“Proportionality: Comparative Perspectives on Israeli Debates” in G. Sapir, D. Barak-Erez, and A. Barak, eds., Israeli Constitutional Law in the Making (Hart Publishing, 2013) 255-266.


Proportionality is a pervasive feature of contemporary constitutional practice under most systems of rights-protection. Although its textual underpinnings are diverse, this diversity in constitutional forms has been overwhelmed by the emergence of a doctrine of proportionality with a common legal structure. After decades of doctrinal development marked by self-conscious and deliberate constitutional convergence, we are now witnessing the rise of a scholarly literature on proportionality that is genuinely comparative, and which is trying to catch up with constitutional practice. Its centre of gravity is proportionality in the strict sense. This may reflect the fact that it is at this stage where the bulk of legal analysis tends to take place in the jurisdictions that command central academic attention, notably Israel and Germany (and now perhaps even Canada). Yet another set of debates concerns whether proportionality undercuts the very idea of rights themselves.
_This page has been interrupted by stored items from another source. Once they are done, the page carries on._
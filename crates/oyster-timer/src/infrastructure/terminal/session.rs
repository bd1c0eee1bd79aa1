//! The interactive `watch` session.
//!
//! One cooperative loop, no background tasks:
//!
//! ```text
//! ┌─ ticker.tick() ──▶ reload document → recompute frame → redraw
//! │
//! ├─ input line ─────▶ parse → apply edit → summary + redraw with status
//! │
//! └─ running == false or `quit` ──▶ close the frame line and return
//! ```
//!
//! Each tick re-reads the stored slot so edits made by another
//! `oyster-timer` invocation appear within one tick; the document is only
//! parsed again when the slot text changed.  Frames are recomputed
//! from the wall clock, so a late tick never drifts the display.

use std::fmt::Display;
use std::io::Write;
use std::sync::atomic::{AtomicBool, Ordering};
use std::sync::Arc;
use std::time::{Duration, Instant};

use chrono::{TimeZone, Utc};
use tokio::io::{AsyncBufRead, AsyncBufReadExt, Lines};
use tokio::time::{interval, MissedTickBehavior};
use tracing::{debug, info, warn};

use super::commands::{parse_session_line, SessionCommand};
use super::TerminalRenderer;
use crate::application::edit_settings::{PhotoIngestor, SettingsEditor};
use crate::application::settings_store::KeyValueStore;
use crate::application::status::{Status, StatusLine, DEFAULT_STATUS_TTL};

/// Timing knobs for [`run_session`].
#[derive(Debug, Clone, Copy, PartialEq, Eq)]
pub struct SessionOptions {
    pub tick_interval: Duration,
    pub status_ttl: Duration,
    /// Re-read the stored document on every tick.
    pub follow_storage: bool,
}

impl Default for SessionOptions {
    fn default() -> Self {
        Self {
            tick_interval: Duration::from_secs(1),
            status_ttl: DEFAULT_STATUS_TTL,
            follow_storage: true,
        }
    }
}

/// Why [`run_session`] returned.
#[derive(Debug, Clone, Copy, PartialEq, Eq)]
pub enum SessionEnd {
    /// The user typed `quit`.
    Quit,
    /// The shared `running` flag was cleared (Ctrl+C).
    Interrupted,
}

/// Runs the live display until `quit` or until `running` is cleared.
///
/// `input` supplies edit lines; `None` (or end of input) leaves a
/// display-only session.
///
/// # Errors
///
/// Returns an I/O error if writing to the terminal fails.
pub async fn run_session<S, Tz, R, W>(
    editor: &mut SettingsEditor<S, Tz>,
    ingestor: &dyn PhotoIngestor,
    renderer: &mut TerminalRenderer<W>,
    input: Option<R>,
    options: SessionOptions,
    running: Arc<AtomicBool>,
) -> std::io::Result<SessionEnd>
where
    S: KeyValueStore,
    Tz: TimeZone,
    Tz::Offset: Display,
    R: AsyncBufRead + Unpin,
    W: Write,
{
    let mut ticker = interval(options.tick_interval);
    ticker.set_missed_tick_behavior(MissedTickBehavior::Skip);
    let mut status = StatusLine::new(options.status_ttl);
    let mut lines = input.map(|r| r.lines());

    info!("watch session started (tick {:?})", options.tick_interval);
    renderer.render_presentation(&editor.presentation())?;

    let end = loop {
        if !running.load(Ordering::Relaxed) {
            break SessionEnd::Interrupted;
        }

        tokio::select! {
            _ = ticker.tick() => {
                if options.follow_storage {
                    editor.reload();
                }
                draw(editor, renderer, &mut status)?;
            }
            line = next_line(&mut lines) => match line {
                Ok(Some(text)) => {
                    if handle_line(&text, editor, ingestor, renderer, &mut status).await? {
                        break SessionEnd::Quit;
                    }
                }
                Ok(None) => {
                    debug!("input closed; continuing display-only");
                    lines = None;
                }
                Err(e) => {
                    warn!("stopped reading input: {e}");
                    lines = None;
                }
            },
        }
    };

    renderer.close_frame()?;
    info!("watch session ended: {end:?}");
    Ok(end)
}

/// Applies one input line; returns `true` when the session should end.
async fn handle_line<S, Tz, W>(
    text: &str,
    editor: &mut SettingsEditor<S, Tz>,
    ingestor: &dyn PhotoIngestor,
    renderer: &mut TerminalRenderer<W>,
    status: &mut StatusLine,
) -> std::io::Result<bool>
where
    S: KeyValueStore,
    Tz: TimeZone,
    Tz::Offset: Display,
    W: Write,
{
    match parse_session_line(text) {
        Ok(None) => {}
        Ok(Some(SessionCommand::Quit)) => return Ok(true),
        Ok(Some(SessionCommand::Show)) => {
            renderer.render_presentation(&editor.presentation())?;
            draw(editor, renderer, status)?;
        }
        Ok(Some(SessionCommand::Edit(command))) => {
            debug!("applying {command:?}");
            let outcome = command.apply(editor, ingestor, Utc::now()).await;
            if let Some(s) = outcome.status {
                show_status(status, s);
            }
            renderer.render_presentation(&outcome.presentation)?;
            draw(editor, renderer, status)?;
        }
        Err(e) => renderer.render_message(&e.to_string())?,
    }
    Ok(false)
}

fn show_status(line: &mut StatusLine, status: Status) {
    if status.is_error() {
        warn!("{status}");
    }
    line.set(status, Instant::now());
}

fn draw<S, Tz, W>(
    editor: &SettingsEditor<S, Tz>,
    renderer: &mut TerminalRenderer<W>,
    status: &mut StatusLine,
) -> std::io::Result<()>
where
    S: KeyValueStore,
    Tz: TimeZone,
    Tz::Offset: Display,
    W: Write,
{
    let frame = editor.tick(Utc::now());
    renderer.render_frame(&frame, editor.document().display, status.visible(Instant::now()))
}

async fn next_line<R>(lines: &mut Option<Lines<R>>) -> std::io::Result<Option<String>>
where
    R: AsyncBufRead + Unpin,
{
    match lines {
        Some(lines) => lines.next_line().await,
        None => std::future::pending().await,
    }
}

// ── Tests ─────────────────────────────────────────────────────────────────────
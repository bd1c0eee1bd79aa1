//! oyster-timer library entry point.
//!
//! Re-exports all public modules so that integration tests in `tests/`
//! and the binary entry point in `main.rs` share the same module tree.

pub mod application;
pub mod infrastructure;
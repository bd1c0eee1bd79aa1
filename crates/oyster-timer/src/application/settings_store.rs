//! SettingsStore: loads, saves, and resets the persisted settings document.
//!
//! The store sits on top of a single slot in a host-provided key-value store
//! ([`KeyValueStore`]).  The slot holds the whole document serialised as
//! JSON; there is no versioning field.  Older or partial documents are
//! brought up to the current schema by merging them onto the defaults (see
//! [`oyster_core::merge_onto_defaults`]).
//!
//! # Failure policy
//!
//! - **Load fails open.**  A missing slot, an unreadable slot, or text that is
//!   not JSON all yield the default document.  Nothing is raised to the caller.
//! - **Save is surfaced.**  [`SettingsStore::save`] returns a [`StoreError`];
//!   the caller decides how to tell the user.  The in-memory document is never
//!   rolled back.
//! - **Refresh is cheap when nothing changed.**  The store remembers the raw
//!   slot text it last loaded or wrote; [`SettingsStore::load_if_changed`] only
//!   parses and merges when the slot text differs.

use oyster_core::{merge_onto_defaults, SettingsDocument};
use serde_json::Value;
use thiserror::Error;
use tracing::{debug, warn};

/// Key of the one slot the document lives in.
pub const STORAGE_KEY: &str = "oyster_timer_v1";

/// Error type for key-value backends.
#[derive(Debug, Error)]
pub enum StorageError {
    /// A file system I/O error occurred.
    #[error("I/O error accessing {path}: {source}")]
    Io {
        path: std::path::PathBuf,
        #[source]
        source: std::io::Error,
    },

    /// The key cannot be mapped onto the backend (e.g. contains a path separator).
    #[error("invalid storage key '{0}'")]
    InvalidKey(String),

    /// The backend refused the write (quota, read-only medium, ...).
    #[error("storage backend unavailable: {0}")]
    Unavailable(String),
}

/// Error type for [`SettingsStore::save`].
#[derive(Debug, Error)]
pub enum StoreError {
    #[error("failed to serialize settings: {0}")]
    Serialize(#[from] serde_json::Error),

    #[error("failed to persist settings: {0}")]
    Storage(#[from] StorageError),
}

/// A synchronous string key-value store, the persistence boundary.
///
/// Implemented in the infrastructure layer by a file-backed store and an
/// in-memory store.
#[cfg_attr(test, mockall::automock)]
pub trait KeyValueStore: Send {
    /// Returns the value stored under `key`, or `None` if the key is absent.
    ///
    /// # Errors
    ///
    /// Returns [`StorageError`] if the backend cannot be read.
    fn get(&self, key: &str) -> Result<Option<String>, StorageError>;

    /// Replaces the value stored under `key`.
    ///
    /// # Errors
    ///
    /// Returns [`StorageError`] if the write does not complete; a failed write
    /// must leave the previous value intact.
    fn set(&mut self, key: &str, value: &str) -> Result<(), StorageError>;
}

/// Owns the storage handle and the slot key.
pub struct SettingsStore<S> {
    backend: S,
    key: String,
    /// Slot text as of the last load or save; `None` for an absent slot.
    last_seen: Option<String>,
}

impl<S: KeyValueStore> SettingsStore<S> {
    /// Creates a store over `backend` using [`STORAGE_KEY`].
    pub fn new(backend: S) -> Self {
        Self::with_key(backend, STORAGE_KEY)
    }

    /// Creates a store over `backend` using a custom slot key.
    pub fn with_key(backend: S, key: impl Into<String>) -> Self {
        Self {
            backend,
            key: key.into(),
            last_seen: None,
        }
    }

    pub fn key(&self) -> &str {
        &self.key
    }

    /// Loads the document, back-filling missing fields from the defaults.
    ///
    /// Never fails: any read or parse problem yields the default document.
    pub fn load(&self) -> SettingsDocument {
        match self.backend.get(&self.key) {
            Ok(raw) => self.parse(raw.as_deref()),
            Err(e) => {
                warn!("could not read stored settings: {e}; using defaults");
                SettingsDocument::default()
            }
        }
    }

    /// Loads the document only if the slot text changed since the last load
    /// or save through this store.
    ///
    /// Returns `None` when the slot is unchanged or cannot be read; a failed
    /// read never replaces a document the caller already holds.
    pub fn load_if_changed(&mut self) -> Option<SettingsDocument> {
        let raw = match self.backend.get(&self.key) {
            Ok(raw) => raw,
            Err(e) => {
                warn!("could not re-read stored settings: {e}");
                return None;
            }
        };
        if raw == self.last_seen {
            return None;
        }
        let doc = self.parse(raw.as_deref());
        self.last_seen = raw;
        Some(doc)
    }

    fn parse(&self, raw: Option<&str>) -> SettingsDocument {
        let Some(raw) = raw else {
            debug!("no stored settings under '{}'; using defaults", self.key);
            return SettingsDocument::default();
        };
        match serde_json::from_str::<Value>(raw) {
            Ok(parsed) => merge_onto_defaults(&parsed),
            Err(e) => {
                warn!("stored settings are not valid JSON: {e}; using defaults");
                SettingsDocument::default()
            }
        }
    }

    /// Serialises and persists the full document.
    ///
    /// # Errors
    ///
    /// Returns [`StoreError`] if serialisation or the backend write fails.
    pub fn save(&mut self, doc: &SettingsDocument) -> Result<(), StoreError> {
        let text = serde_json::to_string(doc)?;
        self.backend.set(&self.key, &text)?;
        debug!("saved settings ({} bytes)", text.len());
        self.last_seen = Some(text);
        Ok(())
    }

    /// Replaces the stored document with the defaults, keeping only
    /// `previous.pulled_at`, and persists it immediately.
    ///
    /// The reset document is returned even when persisting fails; the second
    /// element reports the save outcome.
    pub fn reset(&mut self, previous: &SettingsDocument) -> (SettingsDocument, Result<(), StoreError>) {
        let doc = SettingsDocument::reset_from(previous);
        let saved = self.save(&doc);
        (doc, saved)
    }
}

// ── Tests ─────────────────────────────────────────────────────────────────────
//! TickUseCase: the once-a-second recompute of the live timer text.
//!
//! Each frame is computed from scratch from the document and the wall clock;
//! no state is carried between ticks, so there is nothing to correct when a
//! tick runs late.

use std::fmt::Display;

use chrono::{DateTime, TimeZone, Utc};
use oyster_core::presentation::local_time::format_pulled_at_label;
use oyster_core::{compute_elapsed, Elapsed, SettingsDocument, PLACEHOLDER};

/// Text shown by one tick.
#[derive(Debug, Clone, PartialEq, Eq)]
pub struct TickFrame {
    /// `HH:MM:SS`, `{d}d HH:MM:SS`, or the placeholder.
    pub timer_text: String,
    /// `"{label}: {human date}"`, or `"{label}: —"`.
    pub pulled_at_text: String,
}

/// Computes the frame for `doc` at `now`.
pub fn tick_frame<Tz>(doc: &SettingsDocument, now: DateTime<Utc>, tz: &Tz) -> TickFrame
where
    Tz: TimeZone,
    Tz::Offset: Display,
{
    let label = doc.text.resolved_label();
    match compute_elapsed(doc.pulled_at(), now) {
        Elapsed::Unset => TickFrame {
            timer_text: PLACEHOLDER.to_string(),
            pulled_at_text: format!("{label}: {PLACEHOLDER}"),
        },
        elapsed @ Elapsed::Since(_) => TickFrame {
            timer_text: elapsed.to_string(),
            pulled_at_text: format!("{label}: {}", format_pulled_at_label(doc.pulled_at(), tz)),
        },
    }
}

#[cfg(test)]
mod tests {
    use super::*;

    fn now() -> DateTime<Utc> {
        Utc.with_ymd_and_hms(2024, 1, 16, 10, 31, 30).unwrap()
    }

    #[test]
    fn test_frame_for_unset_document_shows_placeholders() {
        let frame = tick_frame(&SettingsDocument::default(), now(), &Utc);

        assert_eq!(frame.timer_text, "—");
        assert_eq!(frame.pulled_at_text, "Pulled at: —");
    }

    #[test]
    fn test_frame_for_invalid_timestamp_shows_placeholders() {
        let mut doc = SettingsDocument::default();
        doc.pulled_at = Some("last tuesday".to_string());

        let frame = tick_frame(&doc, now(), &Utc);

        assert_eq!(frame.timer_text, "—");
        assert_eq!(frame.pulled_at_text, "Pulled at: —");
    }

    #[test]
    fn test_frame_shows_elapsed_and_label() {
        // Arrange
        let mut doc = SettingsDocument::default();
        doc.pulled_at = Some("2024-01-15T09:30:00.000Z".to_string());

        // Act
        let frame = tick_frame(&doc, now(), &Utc);

        // Assert
        assert_eq!(frame.timer_text, "1d 01:01:30");
        assert_eq!(frame.pulled_at_text, "Pulled at: Mon, Jan 15, 9:30 AM");
    }

    #[test]
    fn test_frame_uses_custom_label() {
        let mut doc = SettingsDocument::default();
        doc.pulled_at = Some("2024-01-16T10:31:00.000Z".to_string());
        doc.text.label = "Shucked".to_string();

        let frame = tick_frame(&doc, now(), &Utc);

        assert_eq!(frame.timer_text, "00:00:30");
        assert!(frame.pulled_at_text.starts_with("Shucked: "));
    }

    #[test]
    fn test_consecutive_ticks_are_independent() {
        let mut doc = SettingsDocument::default();
        doc.pulled_at = Some("2024-01-16T10:31:00.000Z".to_string());

        let later = tick_frame(&doc, now() + chrono::Duration::seconds(5), &Utc);
        let earlier = tick_frame(&doc, now(), &Utc);

        assert_eq!(later.timer_text, "00:00:35");
        assert_eq!(earlier.timer_text, "00:00:30");
    }
}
By contrast, the question of legitimate objectives has suffered from relative neglect in the literature. This chapter examines three questions with respect to legitimate objectives: 1. What purposes are illegitimate, and hence terminate the limitations analysis before one proceeds to proportionality? 2. Can we reinterpret those elements of proportionality that describe themselves as not concerned with the scrutiny of ends and which take those ends as givens—suitability necessity—as tools to uncover illegitimate purposes? When the state acts in response to the demands of some private parties to restrict the rights of other private parties, how should a court characterise the purposes underlying its actions?